A guide to information to help you research and write more effectively.

Summary of Chapter 2

Lauren Stovall
Chapter Summary of ESL Writers by Bruce and Rafoth, Second Edition
 
Chapter 2: “Theoretical Perspectives on Learning a Second Language” by Tseng
 
     This chapter provided four theories for how ESL students learn English, which are Behaviorist, Innatist, Cognitivist, and Interactionist. In the bullets below I have fully outlined the description of these theories. The book makes the point that while all four of these are possible theories they only solve part of the problem by themselves. It is really a mixture of all of these theories that helps explain a student’s Second language Acquisition (SLA). Throughout the different theories it seemed that focus of the learner as very important. When the second language (L2) learner is aware of the language around them they can pick it up, practice it when they have the opportunity, and self-monitor to make corrections. The idea of self-monitoring and student correction was prevalent throughout the theories. There were several examples of conversations with tutors and ESL students where the ESL students would make an error in word choice, articles, or a simple grammar mistake and the tutor-instead of correcting-would ask a question about why that word was chosen or why that verb form was used. In several examples the ESL students were self-correcting and would fix their mistake. In the other situations the tutor would simply explain why native language speakers use another word or verb form. By using this process, the majority of all ESL student mistakes can be easily corrected.

 

       I.            Behaviorists believe you learn by drill and practice. Rote memorization is key. After being exposed to new language, practicing it repeatedly with encouragement will eventually make it natural and habitual.

 

    II.            Innatists believe that learning is hardwired in a person. They believe second language learners (LS learners) learn in much the same way that native language learners (L1 learners) learn. Stephen Krashen developed a model of this theory in five steps:
1.      Acquisition/learning hypothesis-subconsciously picking up the language
2.      Monitor hypothesis-editing what you write or say as you go
3.      Natural order hypothesis-applying the use of grammatical structures (articles or verb endings) incorrectly at first
4.      Comprehensible input hypothesis-being exposed to language that is beyond their current understanding, but that they can still decipher the meaning of the text.
5.      Affective filter hypothesis-having a high or low filter level means a high or low stress level.

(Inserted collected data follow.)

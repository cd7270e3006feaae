// Upstream record -> Container view model mapping
//
// The gateway reports whatever a terminal happened to send; this module
// flattens that into the stable shape the rest of the app renders.
// Labels are Polish because that is what the app displays.

use chrono::{DateTime, Utc};
use trackbox_api::GatewayContainer;

use crate::models::{Checkpoint, Container, ContainerKind};

/// Shown wherever an informational field has no upstream value
pub const NOT_AVAILABLE: &str = "N/A";
/// Status label for containers the gateway knows nothing about
pub const STATUS_UNKNOWN: &str = "Nieznany";

/// Port code that marks a container as an import.
/// Single hard-coded equality check, preserved as-is; upstream
/// semantics for multi-port flows are undocumented.
const IMPORT_PORT_CODE: &str = "PLGDN";

const MONTHS_PL: [&str; 12] = [
    "sty", "lut", "mar", "kwi", "maj", "cze", "lip", "sie", "wrz", "paź", "lis", "gru",
];

const CHECKPOINT_ARRIVAL: &str = "Przybycie do terminala";
const CHECKPOINT_LOADING: &str = "Załadunek";
const CHECKPOINT_SEA_TRANSPORT: &str = "Transport morski";
const CHECKPOINT_DELIVERY: &str = "Dostarczenie";

/// Translate an upstream status code into the Polish display label.
/// Unknown codes pass through verbatim; a missing status is "Nieznany".
pub fn translate_status(status: Option<&str>) -> String {
    match status {
        None => STATUS_UNKNOWN.to_string(),
        Some("DELIVERED") => "Odprawa zakończona".to_string(),
        Some("LOADED") => "W tranzycie".to_string(),
        Some("DISCHARGED") => "Rozładunek".to_string(),
        Some("CUSTOMS_CLEARANCE") => "Odprawa celna".to_string(),
        Some("WAITING_FOR_PICKUP") => "Oczekiwanie na odbiór".to_string(),
        Some("LOADING") => "Załadunek".to_string(),
        Some(other) => other.to_string(),
    }
}

/// Progress percentage for a status code
pub fn progress_for_status(status: Option<&str>) -> u8 {
    match status {
        None => 0,
        Some("DELIVERED") => 100,
        Some("LOADED") => 65,
        Some("DISCHARGED") => 80,
        Some(_) => 50,
    }
}

/// Import when the port code is the Gdansk import code, Export otherwise
pub fn kind_for_port(port_code: Option<&str>) -> ContainerKind {
    if port_code == Some(IMPORT_PORT_CODE) {
        ContainerKind::Import
    } else {
        ContainerKind::Export
    }
}

/// Parse an upstream ISO-8601 timestamp. Anything unparseable is None.
pub fn parse_timestamp(raw: Option<&str>) -> Option<DateTime<Utc>> {
    let raw = raw?;
    DateTime::parse_from_rfc3339(raw)
        .ok()
        .map(|dt| dt.with_timezone(&Utc))
}

/// Format a timestamp as "D mon YYYY" with Polish month abbreviations
pub fn format_event_date(raw: Option<&str>) -> Option<String> {
    use chrono::Datelike;

    let date = parse_timestamp(raw)?;
    let month = MONTHS_PL[date.month0() as usize];
    Some(format!("{} {} {}", date.day(), month, date.year()))
}

/// Relative-time label for the most recent known event
pub fn time_ago(event: Option<DateTime<Utc>>, now: DateTime<Utc>) -> String {
    let Some(event) = event else {
        return NOT_AVAILABLE.to_string();
    };

    let hours = (now - event).num_hours().max(0);
    if hours < 1 {
        "przed chwilą".to_string()
    } else if hours == 1 {
        "1 godz. temu".to_string()
    } else if hours < 24 {
        format!("{} godz. temu", hours)
    } else {
        let days = hours / 24;
        if days == 1 {
            "1 dzień temu".to_string()
        } else {
            format!("{} dni temu", days)
        }
    }
}

/// Map one upstream record into the view model.
///
/// `now` is passed in so the relative-time label is computed once at
/// fetch time and stays testable.
pub fn map_record(record: &GatewayContainer, now: DateTime<Utc>) -> Container {
    let status = record.status.as_deref();

    // Most recent known event: loading time, else gate-in time
    let last_event = parse_timestamp(record.loading_time.as_deref())
        .or_else(|| parse_timestamp(record.gate_in_time.as_deref()));

    let id = record
        .container_number
        .clone()
        .unwrap_or_else(|| uuid::Uuid::new_v4().to_string());

    Container {
        id,
        number: record
            .container_number
            .clone()
            .unwrap_or_else(|| "UNKNOWN".to_string()),
        mrn: record
            .customs_office_number
            .clone()
            .unwrap_or_else(|| NOT_AVAILABLE.to_string()),
        status: translate_status(status),
        progress: progress_for_status(status),
        terminal: record
            .terminal_name
            .clone()
            .unwrap_or_else(|| NOT_AVAILABLE.to_string()),
        arrival: format_event_date(record.departure_time())
            .unwrap_or_else(|| NOT_AVAILABLE.to_string()),
        kind: kind_for_port(record.port_code.as_deref()),
        time_ago: time_ago(last_event, now),
        carrier: record
            .carrier_name()
            .map(str::to_string)
            .unwrap_or_else(|| NOT_AVAILABLE.to_string()),
        history: vec![
            Checkpoint {
                title: CHECKPOINT_ARRIVAL.to_string(),
                date: format_event_date(record.gate_in_time.as_deref()),
                completed: record.gate_in_time.is_some(),
            },
            Checkpoint {
                title: CHECKPOINT_LOADING.to_string(),
                date: format_event_date(record.loading_time.as_deref()),
                completed: record.loading_time.is_some(),
            },
            Checkpoint {
                title: CHECKPOINT_SEA_TRANSPORT.to_string(),
                date: format_event_date(record.departure_time()),
                completed: matches!(status, Some("LOADED") | Some("DISCHARGED")),
            },
            Checkpoint {
                title: CHECKPOINT_DELIVERY.to_string(),
                date: None,
                completed: status == Some("DELIVERED"),
            },
        ],
    }
}

/// Synthesize the "unknown container" record shown when the gateway
/// returned nothing or failed. Every informational field is N/A and no
/// checkpoint is completed.
pub fn placeholder(query: &str) -> Container {
    let id = if query.trim().is_empty() {
        uuid::Uuid::new_v4().to_string()
    } else {
        query.to_string()
    };

    Container {
        number: id.clone(),
        id,
        mrn: NOT_AVAILABLE.to_string(),
        status: STATUS_UNKNOWN.to_string(),
        progress: 0,
        terminal: NOT_AVAILABLE.to_string(),
        arrival: NOT_AVAILABLE.to_string(),
        kind: ContainerKind::Export,
        time_ago: NOT_AVAILABLE.to_string(),
        carrier: NOT_AVAILABLE.to_string(),
        history: [
            CHECKPOINT_ARRIVAL,
            CHECKPOINT_LOADING,
            CHECKPOINT_SEA_TRANSPORT,
            CHECKPOINT_DELIVERY,
        ]
        .iter()
        .map(|title| Checkpoint {
            title: title.to_string(),
            date: None,
            completed: false,
        })
        .collect(),
    }
}

#[cfg(test)]
mod tests {
    use super::*;
    use chrono::TimeZone;

    fn record(json: &str) -> GatewayContainer {
        serde_json::from_str(json).unwrap()
    }

    #[test]
    fn test_status_translation_table() {
        assert_eq!(translate_status(Some("DELIVERED")), "Odprawa zakończona");
        assert_eq!(translate_status(Some("LOADED")), "W tranzycie");
        assert_eq!(translate_status(Some("DISCHARGED")), "Rozładunek");
        assert_eq!(translate_status(Some("CUSTOMS_CLEARANCE")), "Odprawa celna");
        assert_eq!(
            translate_status(Some("WAITING_FOR_PICKUP")),
            "Oczekiwanie na odbiór"
        );
        assert_eq!(translate_status(Some("LOADING")), "Załadunek");
    }

    #[test]
    fn test_unknown_status_passes_through() {
        assert_eq!(translate_status(Some("ON_RAIL")), "ON_RAIL");
    }

    #[test]
    fn test_missing_status_is_unknown() {
        assert_eq!(translate_status(None), "Nieznany");
    }

    #[test]
    fn test_progress_table() {
        assert_eq!(progress_for_status(Some("DELIVERED")), 100);
        assert_eq!(progress_for_status(Some("LOADED")), 65);
        assert_eq!(progress_for_status(Some("DISCHARGED")), 80);
        assert_eq!(progress_for_status(Some("CUSTOMS_CLEARANCE")), 50);
        assert_eq!(progress_for_status(Some("ON_RAIL")), 50);
        assert_eq!(progress_for_status(None), 0);
    }

    #[test]
    fn test_kind_for_port() {
        assert_eq!(kind_for_port(Some("PLGDN")), ContainerKind::Import);
        assert_eq!(kind_for_port(Some("DEHAM")), ContainerKind::Export);
        assert_eq!(kind_for_port(None), ContainerKind::Export);
    }

    #[test]
    fn test_polish_date_formatting() {
        assert_eq!(
            format_event_date(Some("2025-03-06T04:01:00Z")),
            Some("6 mar 2025".to_string())
        );
        assert_eq!(
            format_event_date(Some("2024-10-21T12:00:00Z")),
            Some("21 paź 2024".to_string())
        );
        assert_eq!(format_event_date(Some("not-a-date")), None);
        assert_eq!(format_event_date(None), None);
    }

    #[test]
    fn test_time_ago_buckets() {
        let now = Utc.with_ymd_and_hms(2025, 3, 20, 12, 0, 0).unwrap();

        let at = |h: i64| Some(now - chrono::Duration::hours(h));
        assert_eq!(time_ago(at(0), now), "przed chwilą");
        assert_eq!(time_ago(at(1), now), "1 godz. temu");
        assert_eq!(time_ago(at(5), now), "5 godz. temu");
        assert_eq!(time_ago(at(23), now), "23 godz. temu");
        assert_eq!(time_ago(at(24), now), "1 dzień temu");
        assert_eq!(time_ago(at(24 * 3), now), "3 dni temu");
        assert_eq!(time_ago(None, now), "N/A");
    }

    #[test]
    fn test_map_full_record() {
        let now = Utc.with_ymd_and_hms(2025, 3, 12, 16, 30, 0).unwrap();
        let container = map_record(
            &record(
                r#"{
                    "containerNumber": "TCKU7486791",
                    "customsOfficeNumber": "PL322080",
                    "status": "LOADED",
                    "terminalName": "DCT Gdansk",
                    "gateInTime": "2025-03-06T04:01:00Z",
                    "loadingTime": "2025-03-12T10:30:00Z",
                    "portCode": "PLGDN",
                    "atd": "2025-03-12T14:00:00Z",
                    "shipName": "Munkebo Maersk"
                }"#,
            ),
            now,
        );

        assert_eq!(container.id, "TCKU7486791");
        assert_eq!(container.number, "TCKU7486791");
        assert_eq!(container.mrn, "PL322080");
        assert_eq!(container.status, "W tranzycie");
        assert_eq!(container.progress, 65);
        assert_eq!(container.terminal, "DCT Gdansk");
        assert_eq!(container.arrival, "12 mar 2025");
        assert_eq!(container.kind, ContainerKind::Import);
        assert_eq!(container.time_ago, "6 godz. temu");
        assert_eq!(container.carrier, "Munkebo Maersk");

        assert_eq!(container.history.len(), 4);
        assert!(container.history[0].completed);
        assert_eq!(container.history[0].date.as_deref(), Some("6 mar 2025"));
        assert!(container.history[1].completed);
        assert!(container.history[2].completed);
        assert!(!container.history[3].completed);
    }

    #[test]
    fn test_map_sparse_record() {
        let now = Utc.with_ymd_and_hms(2025, 3, 12, 16, 30, 0).unwrap();
        let container = map_record(&record("{}"), now);

        assert_eq!(container.number, "UNKNOWN");
        assert!(!container.id.is_empty());
        assert_eq!(container.mrn, "N/A");
        assert_eq!(container.status, "Nieznany");
        assert_eq!(container.progress, 0);
        assert_eq!(container.terminal, "N/A");
        assert_eq!(container.arrival, "N/A");
        assert_eq!(container.kind, ContainerKind::Export);
        assert_eq!(container.time_ago, "N/A");
        assert_eq!(container.carrier, "N/A");
        assert_eq!(container.history.len(), 4);
        assert!(container.history.iter().all(|c| !c.completed));
    }

    #[test]
    fn test_delivered_completes_final_checkpoint() {
        let now = Utc::now();
        let container = map_record(&record(r#"{"status": "DELIVERED"}"#), now);
        assert_eq!(container.progress, 100);
        assert!(container.history[3].completed);
        assert!(!container.history[2].completed);
    }

    #[test]
    fn test_time_ago_falls_back_to_gate_in() {
        let now = Utc.with_ymd_and_hms(2025, 3, 8, 4, 1, 0).unwrap();
        let container = map_record(&record(r#"{"gateInTime": "2025-03-06T04:01:00Z"}"#), now);
        assert_eq!(container.time_ago, "2 dni temu");
    }

    #[test]
    fn test_placeholder_shape() {
        let container = placeholder("TCKU7486791");

        assert_eq!(container.id, "TCKU7486791");
        assert_eq!(container.number, "TCKU7486791");
        assert_eq!(container.status, "Nieznany");
        assert_eq!(container.progress, 0);
        assert_eq!(container.mrn, "N/A");
        assert_eq!(container.kind, ContainerKind::Export);
        assert_eq!(container.history.len(), 4);
        assert!(container.history.iter().all(|c| !c.completed));
        assert!(container.history.iter().all(|c| c.date.is_none()));
    }

    #[test]
    fn test_placeholder_with_blank_query_gets_generated_id() {
        let container = placeholder("   ");
        assert!(!container.id.trim().is_empty());
        assert_ne!(container.id, "   ");
    }
}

Anxiety prohibits a person from grasping or articulating in a new language.

 

 III.            Cognitivists believe learning is a process of noticing and practicing word use or language format that will slowly become automatic.

 

 IV.            Interactionists believe learning happens when students speak with a proficient English speakers.

 

Questions to consider:
·         How can we help L2 learners with this very internal learning process?
·         Are theories really so important when we know learning is a process that will take time, no matter how it happens?
·         Since language acquisition is a long process that is different for everyone and often has ups and downs, how can we truly know if a student is improving?